Le processus d’écriture est complexe et chacun l’apprivoise à sa façon. J’aime être chez moi, travailler dans mon cocon, mais parfois un changement de décor, de rythme, d’environnement est propice au travail et à la réflexion. Quand mon amie S. m’a proposé d’aller m’installer dans sa maison de vacances en Bretagne, je me suis dit que ce serait l’occasion de travailler au calme.
Le départ ne s’est pas fait sans peine, j’ai eu du mal à quitter mon chez moi, mes chats et ma poule… J’avais peur de l’inconnu, peur de m’ennuyer, de me sentir seule, peur de ne pas être assez forte pour assumer mon envie d’écrire et mon besoin de calme.

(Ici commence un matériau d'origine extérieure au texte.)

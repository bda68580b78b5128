// SPDX-FileCopyrightText: Copyright © 2020-2024 Serpent OS Developers
//
// SPDX-License-Identifier: MPL-2.0

use std::process;

use holofiles::error_chain;

mod cli;

fn main() {
    match cli::process() {
        Ok(code) => process::exit(code),
        Err(error) => {
            eprintln!("Error: {}", error_chain(&error));
            process::exit(1);
        }
    }
}
// SPDX-FileCopyrightText: Copyright © 2020-2024 Serpent OS Developers
//
// SPDX-License-Identifier: MPL-2.0

//! In-memory snapshots of provisionable files.
//!
//! A [`FileImage`] captures everything the provisioning engine needs to
//! know about one file: its payload (regular contents or symlink
//! target), permission bits and ownership. Images are compared by
//! content and metadata, never by path, which is what lets the engine
//! shuttle the same content between the live tree and its bookkeeping
//! directories.

use std::io;
use std::os::unix::fs::{MetadataExt, PermissionsExt};
use std::path::{Path, PathBuf};

use fs_err as fs;
use nix::unistd::{fchownat, FchownatFlags, Gid, Uid};
use thiserror::Error;

#[derive(Debug, Error)]
pub enum Error {
    #[error("not a manageable file: {0:?}")]
    NotManageable(PathBuf),

    #[error("target exists and is not a manageable file: {0:?}")]
    RefusedOverwrite(PathBuf),

    #[error("broken symlink to {0:?}")]
    BrokenLink(PathBuf),

    #[error("missing source file: {0:?}")]
    Missing(PathBuf),

    #[error("change ownership of {0:?}")]
    Chown(PathBuf, #[source] nix::Error),

    #[error(transparent)]
    Io(#[from] io::Error),
}

/// The content of a [`FileImage`]. The variant doubles as the file
/// type bit: an image is either a regular file or a symlink, never
/// both.
#[derive(Debug, Clone, PartialEq, Eq)]
pub enum Payload {
    /// Byte contents of a regular file
    Regular(Vec<u8>),
    /// Target of a symlink
    Symlink(PathBuf),
}

impl Payload {
    /// The payload as raw bytes; for symlinks, the target path.
    pub fn bytes(&self) -> &[u8] {
        match self {
            Payload::Regular(contents) => contents,
            Payload::Symlink(target) => target.as_os_str().as_encoded_bytes(),
        }
    }
}

/// One manageable file, loaded into memory.
#[derive(Debug, Clone)]
pub struct FileImage {
    /// Logical path this image was read from (or is destined for).
    /// Not part of the image's identity.
    pub path: PathBuf,
    /// Permission bits only; the type lives in [`Payload`]
    pub mode: u32,
    pub uid: u32,
    pub gid: u32,
    pub payload: Payload,
}

impl FileImage {
    /// Read the manageable file at `path` into memory.
    ///
    /// Returns `Ok(None)` when nothing exists at `path`; absence is a
    /// normal state for the reconciler, not an error. Anything that is
    /// neither a regular file nor a symlink fails with
    /// [`Error::NotManageable`].
    pub fn load(path: impl Into<PathBuf>, follow: bool) -> Result<Option<FileImage>, Error> {
        let path = path.into();

        let metadata = if follow {
            fs::metadata(&path)
        } else {
            fs::symlink_metadata(&path)
        };
        let metadata = match metadata {
            Ok(metadata) => metadata,
            Err(error) if error.kind() == io::ErrorKind::NotFound => return Ok(None),
            Err(error) => return Err(error.into()),
        };

        let file_type = metadata.file_type();
        let payload = if file_type.is_symlink() {
            Payload::Symlink(fs::read_link(&path)?)
        } else if file_type.is_file() {
            Payload::Regular(fs::read(&path)?)
        } else {
            return Err(Error::NotManageable(path));
        };

        Ok(Some(FileImage {
            mode: metadata.permissions().mode() & 0o7777,
            uid: metadata.uid(),
            gid: metadata.gid(),
            path,
            payload,
        }))
    }

    /// Rewrite the logical path, keeping the content.
    pub fn with_path(mut self, path: impl Into<PathBuf>) -> Self {
        self.path = path.into();
        self
    }

    /// Replace the payload (and with it the file type), keeping
    /// permission bits and ownership.
    pub fn with_payload(mut self, payload: Payload) -> Self {
        self.payload = payload;
        self
    }

    pub fn is_symlink(&self) -> bool {
        matches!(self.payload, Payload::Symlink(_))
    }

    /// Follow the image's symlink chain until a regular file is
    /// reached. Identity for regular files. A relative target is
    /// interpreted against the directory of the image's path.
    pub fn resolve_symlink(self) -> Result<FileImage, Error> {
        let Payload::Symlink(target) = &self.payload else {
            return Ok(self);
        };

        let target = if target.is_absolute() {
            target.clone()
        } else {
            self.path.parent().unwrap_or(Path::new(".")).join(target)
        };

        match FileImage::load(&target, true)? {
            Some(image) => Ok(image),
            None => Err(Error::BrokenLink(target)),
        }
    }

    /// Write the image out to `dest`, replacing whatever manageable
    /// file was there before.
    ///
    /// A pre-existing destination that is not manageable is refused.
    /// This is a plain write; callers that need all-or-nothing
    /// visibility write to a sibling and rename into place.
    pub fn write(&self, dest: &Path) -> Result<(), Error> {
        match fs::symlink_metadata(dest) {
            Ok(metadata) if !manageable_type(metadata.file_type()) => {
                return Err(Error::RefusedOverwrite(dest.to_owned()));
            }
            Ok(_) => {}
            Err(error) if error.kind() == io::ErrorKind::NotFound => {}
            Err(error) => return Err(error.into()),
        }

        match fs::remove_file(dest) {
            Ok(()) => {}
            Err(error) if error.kind() == io::ErrorKind::NotFound => {}
            Err(error) => return Err(error.into()),
        }

        match &self.payload {
            Payload::Regular(contents) => {
                fs::write(dest, contents)?;
                // the creation mode is subject to the umask; chmod
                // explicitly to get the recorded bits
                fs::set_permissions(dest, std::fs::Permissions::from_mode(self.mode))?;
            }
            Payload::Symlink(target) => {
                fs_err::os::unix::fs::symlink(target, dest)?;
                // symlinks carry no mode of their own
            }
        }

        fchownat(
            None,
            dest,
            Some(Uid::from_raw(self.uid)),
            Some(Gid::from_raw(self.gid)),
            FchownatFlags::NoFollowSymlink,
        )
        .map_err(|errno| Error::Chown(dest.to_owned(), errno))
    }

    /// Content-and-metadata equality: type, payload, permission bits,
    /// uid and gid. Paths differ freely.
    pub fn equal_to(&self, other: &FileImage) -> bool {
        self.payload == other.payload
            && self.mode == other.mode
            && self.uid == other.uid
            && self.gid == other.gid
    }
}

/// Whether `path` names a file the engine can manage, i.e. a regular
/// file or a symlink.
pub fn is_manageable(path: impl AsRef<Path>) -> bool {
    fs::symlink_metadata(path.as_ref())
        .map(|metadata| manageable_type(metadata.file_type()))
        .unwrap_or(false)
}

fn manageable_type(file_type: std::fs::FileType) -> bool {
    file_type.is_file() || file_type.is_symlink()
}

/// Copy a manageable file, including permission bits and ownership.
pub fn copy(from: &Path, to: &Path) -> Result<(), Error> {
    let image = FileImage::load(from, false)?.ok_or_else(|| Error::Missing(from.to_owned()))?;
    image.write(to)
}

/// Like [`copy`], but removes `from` after a successful write.
pub fn move_file(from: &Path, to: &Path) -> Result<(), Error> {
    copy(from, to)?;
    fs::remove_file(from)?;
    Ok(())
}

#[cfg(test)]
mod test {
    use std::os::unix::fs::symlink;

    use super::*;

    fn scratch() -> tempfile::TempDir {
        tempfile::tempdir().expect("create scratch dir")
    }

    fn write_mode(path: &Path, contents: &str, mode: u32) {
        fs::write(path, contents).unwrap();
        fs::set_permissions(path, std::fs::Permissions::from_mode(mode)).unwrap();
    }

    #[test]
    fn load_regular_file() {
        let dir = scratch();
        let path = dir.path().join("a.conf");
        write_mode(&path, "a=1\n", 0o640);

        let image = FileImage::load(&path, false).unwrap().unwrap();
        assert_eq!(image.payload, Payload::Regular(b"a=1\n".to_vec()));
        assert_eq!(image.mode, 0o640);
        assert_eq!(image.uid, nix::unistd::getuid().as_raw());
    }

    #[test]
    fn load_absent_is_not_an_error() {
        let dir = scratch();
        assert!(FileImage::load(dir.path().join("nope"), false).unwrap().is_none());
    }

    #[test]
    fn load_directory_is_not_manageable() {
        let dir = scratch();
        assert!(matches!(
            FileImage::load(dir.path(), false),
            Err(Error::NotManageable(_))
        ));
    }

    #[test]
    fn load_symlink_keeps_target_as_payload() {
        let dir = scratch();
        let link = dir.path().join("link");
        symlink("somewhere/else", &link).unwrap();

        let image = FileImage::load(&link, false).unwrap().unwrap();
        assert_eq!(image.payload, Payload::Symlink(PathBuf::from("somewhere/else")));
    }

    #[test]
    fn resolve_relative_symlink_against_parent_dir() {
        let dir = scratch();
        write_mode(&dir.path().join("real.conf"), "real\n", 0o644);
        let link = dir.path().join("link.conf");
        symlink("real.conf", &link).unwrap();

        let image = FileImage::load(&link, false).unwrap().unwrap();
        let resolved = image.resolve_symlink().unwrap();
        assert_eq!(resolved.payload, Payload::Regular(b"real\n".to_vec()));
    }

    #[test]
    fn resolve_broken_symlink_fails() {
        let dir = scratch();
        let link = dir.path().join("link");
        symlink("gone", &link).unwrap();

        let image = FileImage::load(&link, false).unwrap().unwrap();
        assert!(matches!(image.resolve_symlink(), Err(Error::BrokenLink(_))));
    }

    #[test]
    fn write_then_reload_round_trips() {
        let dir = scratch();
        let source = dir.path().join("src");
        write_mode(&source, "payload\n", 0o600);

        let image = FileImage::load(&source, false).unwrap().unwrap();
        let dest = dir.path().join("dst");
        image.write(&dest).unwrap();

        let reloaded = FileImage::load(&dest, false).unwrap().unwrap();
        assert!(image.equal_to(&reloaded));
        assert_eq!(reloaded.mode, 0o600);
    }

    #[test]
    fn write_replaces_symlink_with_regular_file() {
        let dir = scratch();
        let dest = dir.path().join("dst");
        symlink("elsewhere", &dest).unwrap();

        let source = dir.path().join("src");
        write_mode(&source, "solid\n", 0o644);
        let image = FileImage::load(&source, false).unwrap().unwrap();

        image.write(&dest).unwrap();
        let reloaded = FileImage::load(&dest, false).unwrap().unwrap();
        assert_eq!(reloaded.payload, Payload::Regular(b"solid\n".to_vec()));
    }

    #[test]
    fn write_refuses_unmanageable_destination() {
        let dir = scratch();
        let dest = dir.path().join("subdir");
        fs::create_dir(&dest).unwrap();

        let source = dir.path().join("src");
        write_mode(&source, "x", 0o644);
        let image = FileImage::load(&source, false).unwrap().unwrap();

        assert!(matches!(image.write(&dest), Err(Error::RefusedOverwrite(_))));
        assert!(dest.is_dir());
    }

    #[test]
    fn equality_ignores_path() {
        let dir = scratch();
        let a = dir.path().join("a");
        let b = dir.path().join("b");
        write_mode(&a, "same\n", 0o644);
        write_mode(&b, "same\n", 0o644);

        let left = FileImage::load(&a, false).unwrap().unwrap();
        let right = FileImage::load(&b, false).unwrap().unwrap();
        assert!(left.equal_to(&right));
    }

    #[test]
    fn equality_detects_mode_difference() {
        let dir = scratch();
        let a = dir.path().join("a");
        let b = dir.path().join("b");
        write_mode(&a, "same\n", 0o644);
        write_mode(&b, "same\n", 0o600);

        let left = FileImage::load(&a, false).unwrap().unwrap();
        let right = FileImage::load(&b, false).unwrap().unwrap();
        assert!(!left.equal_to(&right));
    }

    #[test]
    fn move_file_empties_the_source() {
        let dir = scratch();
        let from = dir.path().join("from");
        let to = dir.path().join("to");
        write_mode(&from, "hop\n", 0o644);

        move_file(&from, &to).unwrap();
        assert!(!from.exists());
        assert_eq!(fs::read(&to).unwrap(), b"hop\n");
    }
}
use thiserror::Error;

/// Error type shared by the planar crates.
///
/// Wraps a boxed [`ErrorKind`] so that `Result<T>` stays a single word wide.
#[derive(Debug, Error)]
#[error(transparent)]
pub struct Error(Box<ErrorKind>);

impl Error {
    pub fn kind(&self) -> &ErrorKind {
        self.0.as_ref()
    }

    pub fn into_kind(self) -> ErrorKind {
        *self.0
    }

    pub fn invalid_arg(name: impl Into<String>, message: impl Into<String>) -> Error {
        Error(
            ErrorKind::InvalidArgument {
                name: name.into(),
                message: message.into(),
            }
            .into(),
        )
    }

    pub fn region_out_of_bounds(
        x: usize,
        y: usize,
        width: usize,
        height: usize,
        cols: usize,
        rows: usize,
    ) -> Error {
        Error(
            ErrorKind::RegionOutOfBounds {
                x,
                y,
                width,
                height,
                cols,
                rows,
            }
            .into(),
        )
    }
}

#[derive(Debug, Error)]
pub enum ErrorKind {
    #[error("invalid argument {name}: {message}")]
    InvalidArgument { name: String, message: String },

    #[error("region ({x}, {y}) {width}x{height} exceeds the {cols}x{rows} surface extent")]
    RegionOutOfBounds {
        x: usize,
        y: usize,
        width: usize,
        height: usize,
        cols: usize,
        rows: usize,
    },
}

impl From<ErrorKind> for Error {
    fn from(kind: ErrorKind) -> Error {
        Error(Box::new(kind))
    }
}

Quitter mon quotidien, me retrouver face à moi même et surtout face à la mer (en l’occurence l’Océan) m’a semblé pendant un moment une épreuve insurmontable. Mais j’avais tout organisé pour partir sereine et maintenant que j’étais au pied du mur, il fallait que j’assume cette envie d’ailleurs.
Je me suis installée sur la presqu’île de Rhuys pour 10 jours avec la volonté de travailler tous les jours, mais aussi de profiter de la nature, de l’océan, du soleil, bref d’ouvrir une porte sur un nouvel univers. Le cadre était idéal, le calme parfait, j’ai tenu le planning de travail que je m’étais imposée (4 heures d’écriture par jour). Le reste du temps, j’ai fais de longue ballades à pied qui m’ont permis de réfléchir avec mes membres antérieurs et de laisser ma tête ouverte aux vents d’ouest, mes yeux jamais lassés du spectacle changeant offert par la côte du Morbihan.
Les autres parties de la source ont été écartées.